4. Abstraction at the formal level

This level of abstraction belongs to the universal stage of mathematical abstraction, that is, rules, patterns or models are established through assumptions and reasoning, and specific things can be explained in a general sense. Abstraction at this stage often exists in primary and secondary schools. For example, the second volume of the seventh grade "Binary linear equations" established a new mathematical model from monism to dualism on the basis of the previous section "Binary linear equations", and the study in this section mainly focused on solving the problem of "chickens and rabbits in the same cage". After establishing the model, it is a typical formal abstraction to apply the model to the solution of general problems. For another example, in the demonstration of the fillet theorem in the second volume of the ninth grade, the relationship between the fillet and the central angle is obtained by guessing and reasoning, and then the students are guided to use this relationship to solve some specific problems.

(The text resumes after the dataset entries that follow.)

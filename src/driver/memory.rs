//! In-memory scripted driver
//!
//! Behaves like a real driver without a database behind it. A [`Script`]
//! decides which calls fail and which raw rows the cursor returns; every call
//! the driver receives is recorded in a shared [`CallLog`].
//!
//! Rows are held as JSON text and decoded on `scan`, so a malformed row is a
//! decode failure exactly where a real driver would report one.

use super::{Conn, Driver, DriverResult, RowValue, Rows};
use crate::connection::DataSourceDescriptor;
use crate::error::DriverError;
use async_trait::async_trait;
use std::sync::{Arc, Mutex, MutexGuard};

/// Default name of the memory driver
pub const MEMORY_DRIVER: &str = "memory";

/// A call received by the memory driver
#[derive(Debug, Clone, Copy, PartialEq, Eq)]
pub enum Call {
    /// `Driver::open`
    Open,
    /// `Conn::ping`
    Ping,
    /// `Conn::query`
    Query,
    /// `Conn::close`
    CloseConnection,
    /// `Rows::next`
    Next,
    /// `Rows::scan`
    Scan,
    /// `Rows::close`
    CloseCursor,
}

/// Ordered record of driver calls, shared by a driver and everything it opens
#[derive(Debug, Default)]
pub struct CallLog {
    calls: Mutex<Vec<Call>>,
}

impl CallLog {
    /// Create an empty log
    pub fn new() -> Arc<Self> {
        Arc::new(Self::default())
    }

    fn lock(&self) -> MutexGuard<'_, Vec<Call>> {
        // A panic while holding the lock cannot leave the Vec inconsistent
        self.calls.lock().unwrap_or_else(|poisoned| poisoned.into_inner())
    }

    fn record(&self, call: Call) {
        self.lock().push(call);
    }

    /// All calls in the order they were received
    pub fn calls(&self) -> Vec<Call> {
        self.lock().clone()
    }

    /// Number of times `call` was received
    pub fn count(&self, call: Call) -> usize {
        self.lock().iter().filter(|c| **c == call).count()
    }

    /// Forget every recorded call
    pub fn clear(&self) {
        self.lock().clear();
    }
}

/// Scripted behaviour of a [`MemoryDriver`]
#[derive(Debug, Clone, Default)]
pub struct Script {
    open_error: Option<String>,
    ping_error: Option<String>,
    query_error: Option<String>,
    fetch_error: Option<(usize, String)>,
    close_error: Option<String>,
    cursor_close_error: Option<String>,
    rows: Vec<String>,
}

impl Script {
    /// Script where every call succeeds and the result set is empty
    pub fn new() -> Self {
        Self::default()
    }

    /// Raw JSON text of each row, in cursor order
    pub fn rows<I, S>(mut self, rows: I) -> Self
    where
        I: IntoIterator<Item = S>,
        S: Into<String>,
    {
        self.rows = rows.into_iter().map(Into::into).collect();
        self
    }

    /// Fail `open` with `message`
    pub fn fail_open(mut self, message: impl Into<String>) -> Self {
        self.open_error = Some(message.into());
        self
    }

    /// Fail `ping` with `message`
    pub fn fail_ping(mut self, message: impl Into<String>) -> Self {
        self.ping_error = Some(message.into());
        self
    }

    /// Fail `query` with `message`
    pub fn fail_query(mut self, message: impl Into<String>) -> Self {
        self.query_error = Some(message.into());
        self
    }

    /// Fail the fetch of the row at `position` (0-based) with `message`
    pub fn fail_fetch_at(mut self, position: usize, message: impl Into<String>) -> Self {
        self.fetch_error = Some((position, message.into()));
        self
    }

    /// Fail the first `close` of a connection with `message`
    pub fn fail_close(mut self, message: impl Into<String>) -> Self {
        self.close_error = Some(message.into());
        self
    }

    /// Fail the first `close` of a cursor with `message`
    pub fn fail_cursor_close(mut self, message: impl Into<String>) -> Self {
        self.cursor_close_error = Some(message.into());
        self
    }

    /// Cursor over this script's rows, recording into `log`
    pub fn cursor(&self, log: Arc<CallLog>) -> MemoryRows {
        MemoryRows {
            rows: self.rows.clone(),
            fetch_error: self.fetch_error.clone(),
            close_error: self.cursor_close_error.clone(),
            position: 0,
            current: None,
            closed: false,
            log,
        }
    }
}

/// Scripted in-process driver
#[derive(Debug, Clone)]
pub struct MemoryDriver {
    name: String,
    script: Arc<Script>,
    log: Arc<CallLog>,
}

impl MemoryDriver {
    /// Create a driver registered as [`MEMORY_DRIVER`]
    pub fn new(script: Script) -> Self {
        Self::named(MEMORY_DRIVER, script)
    }

    /// Create a driver under a custom name
    pub fn named(name: impl Into<String>, script: Script) -> Self {
        Self {
            name: name.into(),
            script: Arc::new(script),
            log: CallLog::new(),
        }
    }

    /// Call log shared with every connection and cursor this driver opens
    pub fn log(&self) -> Arc<CallLog> {
        Arc::clone(&self.log)
    }
}

#[async_trait]
impl Driver for MemoryDriver {
    fn name(&self) -> &str {
        &self.name
    }

    async fn open(&self, descriptor: &DataSourceDescriptor) -> DriverResult<Box<dyn Conn>> {
        self.log.record(Call::Open);

        if let Some(message) = &self.script.open_error {
            return Err(DriverError::new(message.clone()));
        }

        let config = descriptor
            .parse()
            .map_err(|e| DriverError::new(e.to_string()))?;
        let missing = config.empty_fields();
        if !missing.is_empty() {
            return Err(DriverError::new(format!(
                "descriptor has empty fields: {}",
                missing.join(", ")
            )));
        }

        tracing::debug!(driver = %self.name, "memory connection opened");

        Ok(Box::new(MemoryConn {
            script: Arc::clone(&self.script),
            log: Arc::clone(&self.log),
            closed: false,
        }))
    }
}

/// Connection opened by [`MemoryDriver`]
#[derive(Debug)]
pub struct MemoryConn {
    script: Arc<Script>,
    log: Arc<CallLog>,
    closed: bool,
}

impl MemoryConn {
    fn ensure_open(&self) -> DriverResult<()> {
        if self.closed {
            return Err(DriverError::new("connection is closed"));
        }
        Ok(())
    }
}

#[async_trait]
impl Conn for MemoryConn {
    async fn ping(&mut self) -> DriverResult<()> {
        self.log.record(Call::Ping);
        self.ensure_open()?;

        match &self.script.ping_error {
            Some(message) => Err(DriverError::new(message.clone())),
            None => Ok(()),
        }
    }

    async fn query(&mut self, _statement: &str) -> DriverResult<Box<dyn Rows>> {
        self.log.record(Call::Query);
        self.ensure_open()?;

        if let Some(message) = &self.script.query_error {
            return Err(DriverError::new(message.clone()));
        }

        Ok(Box::new(self.script.cursor(Arc::clone(&self.log))))
    }

    async fn close(&mut self) -> DriverResult<()> {
        self.log.record(Call::CloseConnection);

        if self.closed {
            return Ok(());
        }
        self.closed = true;

        match &self.script.close_error {
            Some(message) => Err(DriverError::new(message.clone())),
            None => Ok(()),
        }
    }
}

/// Cursor returned by [`MemoryConn::query`]
#[derive(Debug)]
pub struct MemoryRows {
    rows: Vec<String>,
    fetch_error: Option<(usize, String)>,
    close_error: Option<String>,
    position: usize,
    current: Option<usize>,
    closed: bool,
    log: Arc<CallLog>,
}

#[async_trait]
impl Rows for MemoryRows {
    async fn next(&mut self) -> DriverResult<bool> {
        self.log.record(Call::Next);

        if self.closed {
            return Err(DriverError::new("cursor is closed"));
        }

        if let Some((position, message)) = &self.fetch_error {
            if *position == self.position {
                return Err(DriverError::new(message.clone()));
            }
        }

        if self.position >= self.rows.len() {
            self.current = None;
            return Ok(false);
        }

        self.current = Some(self.position);
        self.position += 1;
        Ok(true)
    }

    fn scan(&mut self) -> DriverResult<RowValue> {
        self.log.record(Call::Scan);

        let index = self
            .current
            .ok_or_else(|| DriverError::new("scan called without a current row"))?;

        serde_json::from_str(&self.rows[index])
            .map_err(|e| DriverError::new(format!("cannot decode row: {}", e)))
    }

    async fn close(&mut self) -> DriverResult<()> {
        self.log.record(Call::CloseCursor);

        if self.closed {
            return Ok(());
        }
        self.closed = true;
        self.current = None;

        match &self.close_error {
            Some(message) => Err(DriverError::new(message.clone())),
            None => Ok(()),
        }
    }
}
//! dbping command line entry point
//!
//! Reads the connection settings from the environment, runs the harness once
//! against stdout and exits non-zero on any failure. Logs go to stderr.
//!
//! The driver is looked up in [`DriverRegistry::global`], which starts empty;
//! a build that links a real driver registers it there first.

use dbping::config::HarnessConfig;
use dbping::driver::DriverRegistry;
use dbping::Harness;
use std::process::ExitCode;
use tracing_subscriber::EnvFilter;

#[tokio::main(flavor = "current_thread")]
async fn main() -> ExitCode {
    tracing_subscriber::fmt()
        .with_env_filter(
            EnvFilter::try_from_default_env().unwrap_or_else(|_| EnvFilter::new("info")),
        )
        .with_writer(std::io::stderr)
        .init();

    match run().await {
        Ok(()) => ExitCode::SUCCESS,
        Err(e) => {
            eprintln!("{} failed: {}", e.phase(), e);
            ExitCode::FAILURE
        }
    }
}

async fn run() -> dbping::Result<()> {
    let config = HarnessConfig::from_env()?;
    let registry = DriverRegistry::global();
    tracing::debug!(driver = %config.driver, registered = ?registry.names(), "resolving driver");
    let harness = Harness::from_registry(registry, config)?;
    tracing::debug!(driver = harness.driver_name(), "driver resolved");

    let mut stdout = std::io::stdout();
    harness.run(&mut stdout).await?;
    Ok(())
}
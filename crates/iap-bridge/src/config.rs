//! # Bridge Configuration
//!
//! The configuration document supplied by the host application at
//! initialization: a license key, the declared product map, and optionally
//! the id of the subscription-pass product.

use iap_core::{IapError, IapResult, ProductKind};
use serde::Deserialize;
use std::collections::HashMap;

/// One declared product: the store id and the caller-declared kind.
#[derive(Debug, Clone, Deserialize)]
pub struct ConfigItem {
    pub id: String,
    #[serde(rename = "type")]
    pub kind: ProductKind,
}

/// Parsed configuration document.
///
/// `items` maps host-side product names to declared products; the names are
/// only meaningful to the host, the bridge keys everything by product id.
#[derive(Debug, Clone, Deserialize)]
pub struct IapConfig {
    /// License key. Stored for the host's benefit, not used by the bridge.
    pub key: String,

    pub items: HashMap<String, ConfigItem>,

    /// Product id granted by the platform's subscription pass, if any
    #[serde(default, rename = "passProductId")]
    pub pass_product_id: Option<String>,
}

impl IapConfig {
    /// Parse and validate a configuration document.
    pub fn from_json(document: &str) -> IapResult<Self> {
        let config: IapConfig = serde_json::from_str(document)
            .map_err(|e| IapError::Configuration(format!("invalid config document: {e}")))?;

        for (name, item) in &config.items {
            if item.id.is_empty() {
                return Err(IapError::Configuration(format!(
                    "item {name} has an empty product id"
                )));
            }
        }

        Ok(config)
    }

    /// The declared-type map keyed by product id, as loaded into the catalog
    /// index.
    pub fn kind_map(&self) -> HashMap<String, ProductKind> {
        self.items
            .values()
            .map(|item| (item.id.clone(), item.kind))
            .collect()
    }
}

In this process, students should first form an understanding of the concept of circumferential angle, then boldly guess the quantitative relationship between the central angle and the circumferential angle on the basis of measuring the central angle and the degrees of the circumferential angle of the same circle, and then gradually form ideas and methods to prove this relationship under the guidance of teachers, and finally skillfully apply this theory to solving practical problems. In the section "Properties of similar triangles" in the first volume of the ninth grade, through in-depth analysis and exploration, a method to prove the perimeter ratio of similar triangles and similar polygons is obtained, and then students are guided to try to solve the area ratio and height ratio of similar triangles and similar polygons by using the obtained method. In this process, students not only learn the methods to solve problems, but also know that the learned methods can be used to solve other problems, which is in line with the goal of attaching importance to "process and method" proposed by the new curriculum standard.

Generally speaking, at present, the most commonly used abstractions in junior high school textbooks are physical abstraction, symbolic abstraction in texts, physical and semi-symbolic abstraction in exercises, and formal abstraction in mathematical activities.